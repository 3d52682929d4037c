#[cfg(feature = "serde")]
use serde::{Deserialize, Serialize};

use crate::{
    dsp::{EnvelopeParams, RingRecorder},
    error::{ConfigError, Result},
    synth::{
        message::{NoteEvent, SynthMessage},
        rate::RatePolicy,
        sound::Sound,
        voice::{GrainVoice, VoiceState},
    },
};

/// What to do with a note-on when every voice is busy.
#[cfg_attr(feature = "serde", derive(Serialize, Deserialize))]
#[derive(Debug, Clone, Copy, PartialEq, Eq, Default)]
pub enum StealPolicy {
    /// Cut the quietest releasing voice, or the oldest held one, and reuse it.
    #[default]
    Enabled,
    /// Drop the new note.
    Disabled,
}

/// Fixed-size pool of grain voices reading from one shared recorder.
pub struct VoicePool {
    voices: Vec<GrainVoice>,
    sound: Sound,
    steal: StealPolicy,
    rate: RatePolicy,
    envelope: EnvelopeParams,
    frame_counter: u64,
}

impl VoicePool {
    pub fn new(sample_rate: f32, max_voices: usize) -> Result<Self> {
        if max_voices == 0 {
            return Err(ConfigError::InvalidVoiceCount(max_voices));
        }

        let voices = (0..max_voices)
            .map(|_| GrainVoice::new(sample_rate))
            .collect();

        Ok(Self {
            voices,
            sound: Sound::Granular,
            steal: StealPolicy::Enabled,
            rate: RatePolicy::default(),
            envelope: EnvelopeParams::default(),
            frame_counter: 0,
        })
    }

    /// Size every voice's scratch buffers for the new audio format.
    pub fn prepare(&mut self, sample_rate: f32, block_size: usize, channels: usize) -> Result<()> {
        for voice in &mut self.voices {
            voice.prepare(sample_rate, block_size, channels)?;
        }
        self.frame_counter = 0;
        Ok(())
    }

    /// Re-point every voice at the recorder's recent history.
    pub fn bind(&mut self, recorder: &RingRecorder, lookback: usize) {
        for voice in &mut self.voices {
            voice.bind(recorder, lookback);
        }
    }

    /// Silence all voices.
    pub fn reset(&mut self) {
        for voice in &mut self.voices {
            voice.reset();
        }
    }

    /// Apply an envelope shape to every voice. Validated once up front so a
    /// bad shape leaves all voices untouched.
    pub fn set_envelope(&mut self, params: EnvelopeParams) -> Result<()> {
        params.validate()?;
        for voice in &mut self.voices {
            voice.configure_envelope(params)?;
        }
        self.envelope = params;
        Ok(())
    }

    pub fn envelope(&self) -> EnvelopeParams {
        self.envelope
    }

    pub fn set_rate_policy(&mut self, rate: RatePolicy) -> Result<()> {
        rate.validate()?;
        self.rate = rate;
        Ok(())
    }

    pub fn set_steal_policy(&mut self, steal: StealPolicy) {
        self.steal = steal;
    }

    pub fn set_voice_gain(&mut self, gain: f32) {
        for voice in &mut self.voices {
            voice.set_gain(gain);
        }
    }

    /// Start `note` on a free voice, stealing one if allowed.
    ///
    /// Returns the index of the voice that took the note, or `None` if the
    /// sound does not apply or the note was dropped.
    pub fn note_on(&mut self, note: u8, velocity: u8, sound: &Sound) -> Option<usize> {
        if !sound.applies_to_note(note) {
            return None;
        }

        // A repeated note releases the voice already holding it
        for voice in &mut self.voices {
            if voice.note() == note && voice.state() == VoiceState::Active {
                voice.stop(velocity, true);
            }
        }

        let idx = self.allocate_voice(sound)?;
        let age = self.frame_counter;
        let rate = self.rate.rate_for(note);

        let voice = &mut self.voices[idx];
        if !voice.is_free() {
            voice.stop(0, false);
        }
        voice.set_playback_rate(rate);
        voice.start(note, velocity, age);
        Some(idx)
    }

    /// Release every held voice playing `note`.
    pub fn note_off(&mut self, note: u8, velocity: u8, allow_tail_off: bool) {
        for voice in &mut self.voices {
            if voice.note() == note && voice.state() == VoiceState::Active {
                voice.stop(velocity, allow_tail_off);
            }
        }
    }

    pub fn all_notes_off(&mut self, allow_tail_off: bool) {
        for voice in &mut self.voices {
            if voice.is_active() {
                voice.stop(0, allow_tail_off);
            }
        }
    }

    /// Apply a single message immediately.
    pub fn handle_message(&mut self, message: SynthMessage) {
        match message {
            SynthMessage::NoteOn { note, velocity } => {
                let sound = self.sound;
                // Velocity 0 is a note-off by MIDI convention
                if velocity == 0 {
                    self.note_off(note, 0, true);
                } else {
                    self.note_on(note, velocity, &sound);
                }
            }
            SynthMessage::NoteOff { note, velocity } => self.note_off(note, velocity, true),
            SynthMessage::AllNotesOff { allow_tail_off } => self.all_notes_off(allow_tail_off),
            SynthMessage::SetEnvelope(params) => {
                // Invalid shapes are dropped; the audio thread has nowhere to report them
                if params != self.envelope {
                    let _ = self.set_envelope(params);
                }
            }
        }
    }

    /// Render `num_samples` frames, applying each event at its frame offset.
    ///
    /// Events are expected in time order. Offsets past the end of the block
    /// are applied after the last frame. Voice output is added into `out`.
    pub fn render_block<B: AsMut<[f32]>>(
        &mut self,
        recorder: &RingRecorder,
        out: &mut [B],
        events: &[NoteEvent],
        num_samples: usize,
    ) {
        let mut pos = 0;

        for event in events {
            let offset = event.offset.clamp(pos, num_samples);
            self.render_voices(recorder, out, pos, offset - pos);
            pos = offset;
            self.handle_message(event.message);
        }

        self.render_voices(recorder, out, pos, num_samples - pos);
    }

    fn render_voices<B: AsMut<[f32]>>(
        &mut self,
        recorder: &RingRecorder,
        out: &mut [B],
        start: usize,
        len: usize,
    ) {
        if len == 0 {
            return;
        }

        for voice in &mut self.voices {
            voice.render(recorder, out, start, len);
        }

        self.frame_counter += len as u64;
    }

    fn allocate_voice(&self, sound: &Sound) -> Option<usize> {
        // First pass: find a free voice that can play this sound
        let free_idx = self
            .voices
            .iter()
            .position(|v| v.is_free() && v.can_play(sound));
        if free_idx.is_some() {
            return free_idx;
        }

        if self.steal == StealPolicy::Disabled {
            return None;
        }

        // Second pass: the quietest releasing voice
        let releasing = self
            .voices
            .iter()
            .enumerate()
            .filter(|(_, v)| v.state() == VoiceState::Releasing && v.can_play(sound))
            .min_by(|(_, a), (_, b)| a.level().total_cmp(&b.level()))
            .map(|(idx, _)| idx);
        if releasing.is_some() {
            return releasing;
        }

        // Last resort: the oldest held voice
        self.voices
            .iter()
            .enumerate()
            .filter(|(_, v)| v.can_play(sound))
            .min_by_key(|(_, v)| v.age())
            .map(|(idx, _)| idx)
    }

    pub fn voices(&self) -> &[GrainVoice] {
        &self.voices
    }

    pub fn voices_mut(&mut self) -> &mut [GrainVoice] {
        &mut self.voices
    }

    pub fn active_voice_count(&self) -> usize {
        self.voices.iter().filter(|v| v.is_active()).count()
    }

    pub fn len(&self) -> usize {
        self.voices.len()
    }

    pub fn is_empty(&self) -> bool {
        self.voices.is_empty()
    }
}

● ● ●

▶ Task directions
Exactly as written, output all of the entries.

▶ Result for this task
repository 3d52682929d4037c
#[cfg(feature = "serde")]
use serde::{Deserialize, Serialize};

use crate::{
    dsp::{EnvelopeParams, RingRecorder},
    error::{ConfigError, Result},
    synth::{
        message::{NoteEvent, SynthMessage},
        rate::RatePolicy,
        sound::Sound,
        voice::{GrainVoice, VoiceState},
    },
};

/// What to do with a note-on when every voice is busy.
#[cfg_attr(feature = "serde", derive(Serialize, Deserialize))]
#[derive(Debug, Clone, Copy, PartialEq, Eq, Default)]
pub enum StealPolicy {
    /// Cut the quietest releasing voice, or the oldest held one, and reuse it.
    #[default]
    Enabled,
    /// Drop the new note.
    Disabled,
}

/// Fixed-size pool of grain voices reading from one shared recorder.
pub struct VoicePool {
    voices: Vec<GrainVoice>,
    sound: Sound,
    steal: StealPolicy,
    rate: RatePolicy,
    envelope: EnvelopeParams,
    frame_counter: u64,
}

impl VoicePool {
    pub fn new(sample_rate: f32, max_voices: usize) -> Result<Self> {
        if max_voices == 0 {
            return Err(ConfigError::InvalidVoiceCount(max_voices));
        }

        let voices = (0..max_voices)
            .map(|_| GrainVoice::new(sample_rate))
            .collect();

        Ok(Self {
            voices,
            sound: Sound::Granular,
            steal: StealPolicy::Enabled,
            rate: RatePolicy::default(),
            envelope: EnvelopeParams::default(),
            frame_counter: 0,
        })
    }

    /// Size every voice's scratch buffers for the new audio format.
    pub fn prepare(&mut self, sample_rate: f32, block_size: usize, channels: usize) -> Result<()> {
        for voice in &mut self.voices {
            voice.prepare(sample_rate, block_size, channels)?;
        }
        self.frame_counter = 0;
        Ok(())
    }

    /// Re-point every voice at the recorder's recent history.
    pub fn bind(&mut self, recorder: &RingRecorder, lookback: usize) {
        for voice in &mut self.voices {
            voice.bind(recorder, lookback);
        }
    }

    /// Silence all voices.
    pub fn reset(&mut self) {
        for voice in &mut self.voices {
            voice.reset();
        }
    }

    /// Apply an envelope shape to every voice. Validated once up front so a
    /// bad shape leaves all voices untouched.
    pub fn set_envelope(&mut self, params: EnvelopeParams) -> Result<()> {
        params.validate()?;
        for voice in &mut self.voices {
            voice.configure_envelope(params)?;
        }
        self.envelope = params;
        Ok(())
    }

    pub fn envelope(&self) -> EnvelopeParams {
        self.envelope
    }

    pub fn set_rate_policy(&mut self, rate: RatePolicy) -> Result<()> {
        rate.validate()?;
        self.rate = rate;
        Ok(())
    }

    pub fn set_steal_policy(&mut self, steal: StealPolicy) {
        self.steal = steal;
    }

    pub fn set_voice_gain(&mut self, gain: f32) {
        for voice in &mut self.voices {
            voice.set_gain(gain);
        }
    }

    /// Start `note` on a free voice, stealing one if allowed.
    ///
    /// Returns the index of the voice that took the note, or `None` if the
    /// sound does not apply or the note was dropped.
    pub fn note_on(&mut self, note: u8, velocity: u8, sound: &Sound) -> Option<usize> {
        if !sound.applies_to_note(note) {
            return None;
        }

        // A repeated note releases the voice already holding it
        for voice in &mut self.voices {
            if voice.note() == note && voice.state() == VoiceState::Active {
                voice.stop(velocity, true);
            }
        }

        let idx = self.allocate_voice(sound)?;
        let age = self.frame_counter;
        let rate = self.rate.rate_for(note);

        let voice = &mut self.voices[idx];
        if !voice.is_free() {
            voice.stop(0, false);
        }
        voice.set_playback_rate(rate);
        voice.start(note, velocity, age);
        Some(idx)
    }

    /// Release every held voice playing `note`.
    pub fn note_off(&mut self, note: u8, velocity: u8, allow_tail_off: bool) {
        for voice in &mut self.voices {
            if voice.note() == note && voice.state() == VoiceState::Active {
                voice.stop(velocity, allow_tail_off);
            }
        }
    }

    pub fn all_notes_off(&mut self, allow_tail_off: bool) {
        for voice in &mut self.voices {
            if voice.is_active() {
                voice.stop(0, allow_tail_off);
            }
        }
    }

    /// Apply a single message immediately.
    pub fn handle_message(&mut self, message: SynthMessage) {
        match message {
            SynthMessage::NoteOn { note, velocity } => {
                let sound = self.sound;
                // Velocity 0 is a note-off by MIDI convention
                if velocity == 0 {
                    self.note_off(note, 0, true);
                } else {
                    self.note_on(note, velocity, &sound);
                }
            }
            SynthMessage::NoteOff { note, velocity } => self.note_off(note, velocity, true),
            SynthMessage::AllNotesOff { allow_tail_off } => self.all_notes_off(allow_tail_off),
            SynthMessage::SetEnvelope(params) => {
                // Invalid shapes are dropped; the audio thread has nowhere to report them
                if params != self.envelope {
                    let _ = self.set_envelope(params);
                }
            }
        }
    }

    /// Render `num_samples` frames, applying each event at its frame offset.
    ///
    /// Events are expected in time order. Offsets past the end of the block
    /// are applied after the last frame. Voice output is added into `out`.
    pub fn render_block<B: AsMut<[f32]>>(
        &mut self,
        recorder: &RingRecorder,
        out: &mut [B],
        events: &[NoteEvent],
        num_samples: usize,
    ) {
        let mut pos = 0;

        for event in events {
            let offset = event.offset.clamp(pos, num_samples);
            self.render_voices(recorder, out, pos, offset - pos);
            pos = offset;
            self.handle_message(event.message);
        }

        self.render_voices(recorder, out, pos, num_samples - pos);
    }

    fn render_voices<B: AsMut<[f32]>>(
        &mut self,
        recorder: &RingRecorder,
        out: &mut [B],
        start: usize,
        len: usize,
    ) {
        if len == 0 {
            return;
        }

        for voice in &mut self.voices {
            voice.render(recorder, out, start, len);
        }

        self.frame_counter += len as u64;
    }

    fn allocate_voice(&self, sound: &Sound) -> Option<usize> {
        // First pass: find a free voice that can play this sound
        let free_idx = self
            .voices
            .iter()
            .position(|v| v.is_free() && v.can_play(sound));
        if free_idx.is_some() {
            return free_idx;
        }

        if self.steal == StealPolicy::Disabled {
            return None;
        }

        // Second pass: the quietest releasing voice
        let releasing = self
            .voices
            .iter()
            .enumerate()
            .filter(|(_, v)| v.state() == VoiceState::Releasing && v.can_play(sound))
            .min_by(|(_, a), (_, b)| a.level().total_cmp(&b.level()))
            .map(|(idx, _)| idx);
        if releasing.is_some() {
            return releasing;
        }

        // Last resort: the oldest held voice
        self.voices
            .iter()
            .enumerate()
            .filter(|(_, v)| v.can_play(sound))
            .min_by_key(|(_, v)| v.age())
            .map(|(idx, _)| idx)
    }

    pub fn voices(&self) -> &[GrainVoice] {
        &self.voices
    }

    pub fn voices_mut(&mut self) -> &mut [GrainVoice] {
        &mut self.voices
    }

    pub fn active_voice_count(&self) -> usize {
        self.voices.iter().filter(|v| v.is_active()).count()
    }

    pub fn len(&self) -> usize {
        self.voices.len()
    }

    pub fn is_empty(&self) -> bool {
        self.voices.is_empty()
    }
}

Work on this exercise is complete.